The admin panel can be accessed at http://127.0.0.1:8000/admin.

Management Commands

init

python manage.py init will prepopulate a basic web presence with some content. It is intended to be used in development to quickly deploy a representative web presence.

elevate_user

python manage.py elevate_user USERNAME can elevate an existing user to have admin priveleges and hence be able to access the Wagtail admin panel.

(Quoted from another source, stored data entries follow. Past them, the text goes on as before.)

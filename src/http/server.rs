//! HTTP server setup and configuration.
//!
//! # Responsibilities
//! - Create the Axum Router that hands every request to the Dispatcher
//! - Wire up middleware (tracing, body limit, panic containment)
//! - Bind the plaintext and TLS listeners
//! - Drain in-flight requests on shutdown

use std::net::SocketAddr;
use std::time::Duration;

use axum::body::Body;
use axum::extract::State;
use axum::http::Request;
use axum::response::Response;
use axum::Router;
use axum_server::tls_rustls::RustlsConfig;
use axum_server::Handle;
use tower_http::catch_panic::CatchPanicLayer;
use tower_http::limit::RequestBodyLimitLayer;
use tower_http::trace::TraceLayer;

use crate::config::schema::GatewayConfig;
use crate::http::dispatch::Dispatcher;
use crate::http::state::GatewayState;
use crate::lifecycle::startup::StartupError;
use crate::lifecycle::Shutdown;

/// Build the router for one listener.
pub fn build_router(dispatcher: Dispatcher) -> Router {
    let max_body = dispatcher.state().settings.max_request_body_bytes;
    Router::new()
        .fallback(gateway_handler)
        .with_state(dispatcher)
        .layer(RequestBodyLimitLayer::new(max_body))
        .layer(CatchPanicLayer::new())
        .layer(TraceLayer::new_for_http())
}

async fn gateway_handler(State(dispatcher): State<Dispatcher>, request: Request<Body>) -> Response {
    dispatcher.dispatch(request).await
}

/// Ask `handle` to drain once shutdown is triggered.
pub fn drain_on_shutdown(handle: Handle, shutdown: &Shutdown, grace: Duration) {
    let mut rx = shutdown.subscribe();
    tokio::spawn(async move {
        let _ = rx.recv().await;
        tracing::info!(grace_secs = grace.as_secs(), "Draining connections");
        handle.graceful_shutdown(Some(grace));
    });
}

fn log_when_listening(handle: Handle, tls: bool) {
    tokio::spawn(async move {
        if let Some(address) = handle.listening().await {
            tracing::info!(address = %address, tls, "Listening for connections");
        }
    });
}

fn parse_addr(field: &'static str, value: &str) -> Result<SocketAddr, StartupError> {
    value.parse().map_err(|_| StartupError::Address {
        field,
        value: value.to_string(),
    })
}

/// The plaintext and (optional) TLS listeners.
pub struct GatewayServer {
    state: GatewayState,
    http_address: SocketAddr,
    https_address: SocketAddr,
    tls: Option<RustlsConfig>,
    grace: Duration,
}

impl GatewayServer {
    /// Create a new server; `tls` enables the HTTPS listener.
    pub fn new(
        config: &GatewayConfig,
        state: GatewayState,
        tls: Option<RustlsConfig>,
    ) -> Result<Self, StartupError> {
        Ok(Self {
            state,
            http_address: parse_addr("http_address", &config.server.http_address)?,
            https_address: parse_addr("https_address", &config.server.https_address)?,
            tls,
            grace: Duration::from_secs(config.timeouts.shutdown_grace_secs),
        })
    }

    /// Serve until shutdown is triggered and in-flight requests have drained.
    pub async fn run(self, shutdown: Shutdown) -> Result<(), StartupError> {
        let dispatcher = Dispatcher::new(self.state.clone());

        let plain_handle = Handle::new();
        drain_on_shutdown(plain_handle.clone(), &shutdown, self.grace);
        log_when_listening(plain_handle.clone(), false);

        let plain_app = build_router(dispatcher.clone());
        let http_address = self.http_address;
        let plain = async move {
            axum_server::bind(http_address)
                .handle(plain_handle)
                .serve(plain_app.into_make_service_with_connect_info::<SocketAddr>())
                .await
                .map_err(|source| StartupError::Serve {
                    address: http_address,
                    source,
                })
        };

        match self.tls {
            Some(tls) => {
                let tls_handle = Handle::new();
                drain_on_shutdown(tls_handle.clone(), &shutdown, self.grace);
                log_when_listening(tls_handle.clone(), true);

                let tls_app = build_router(dispatcher.with_tls(true));
                let https_address = self.https_address;
                let secure = async move {
                    axum_server::bind_rustls(https_address, tls)
                        .handle(tls_handle)
                        .serve(tls_app.into_make_service_with_connect_info::<SocketAddr>())
                        .await
                        .map_err(|source| StartupError::Serve {
                            address: https_address,
                            source,
                        })
                };
                tokio::try_join!(plain, secure)?;
            }
            None => plain.await?,
        }

        tracing::info!("HTTP server stopped");
        Ok(())
    }
}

An optional --revoke flag is available to remove a user's admin priveleges.

pg_dump

python manage.py pg_dump dumps the contents of the CMS, including database and media folders, to a timestamped folder in the AWS_STORAGE_EXPORT_BUCKET_NAME bucket

python manage.py pg_dump -b my_bucket dumps the contents of the CMS, including database and media folders, to a timestamped folder in the my_bucket bucket

python manage.py pg_dump -f my_folder dumps the contents of the CMS, including database and media folders, to a timestamped folder in the AWS_STORAGE_EXPORT_BUCKET_NAME bucket

python manage.py pg_dump --backup_media_folder=0 dumps the contents of the CMS database (excluding media folders), to a timestamped folder in the AWS_STORAGE_EXPORT_BUCKET_NAME bucket

python manage.py pg_dump --use_s3=0 dumps the contents of the CMS, including database and media folders, to a timestamped folder in the AWS_STORAGE_EXPORT_BUCKET_NAME local folder

pg_load

python manage.py pg_load my_folder loads the contents of the CMS, including database and media folders from the my_folder folder in the AWS_STORAGE_EXPORT_BUCKET_NAME bucket

python manage.py pg_load my_folder -b my_bucket loads the contents of the CMS, including database and media folders from the my_folder folder in the my_bucket bucket

python manage.py pg_load my_folder --load_media_folder=0 loads the contents of the CMS database (excluding media folders) from the my_folder folder in the AWS_STORAGE_EXPORT_BUCKET_NAME bucket

python manage.py pg_load my_folder --use_s3=0 loads the contents of the CMS, including database and media folders from the my_folder folder in the AWS_STORAGE_EXPORT_BUCKET_NAME local folder

Build Image

A Dockerfile has been provided for packaging the app for deployment in production.

docker build -t eodhp-web-presence .
docker run --rm -p 8000:8000 --env-file .env eodhp-web-presence

You will need to serve static files via a proxy or otherwise.

Database importing and exporting

To export the contents of the current database, run database_dump.py. The user-added contents of the database are exported to the web-database-exports S3 bucket.

To overwrite the user-added tables, run database_load.py <my_file_name.sql> where my_file_name.sql can be found in the S3 bucket.

Both database scripts can be found in the same folder as manage.py.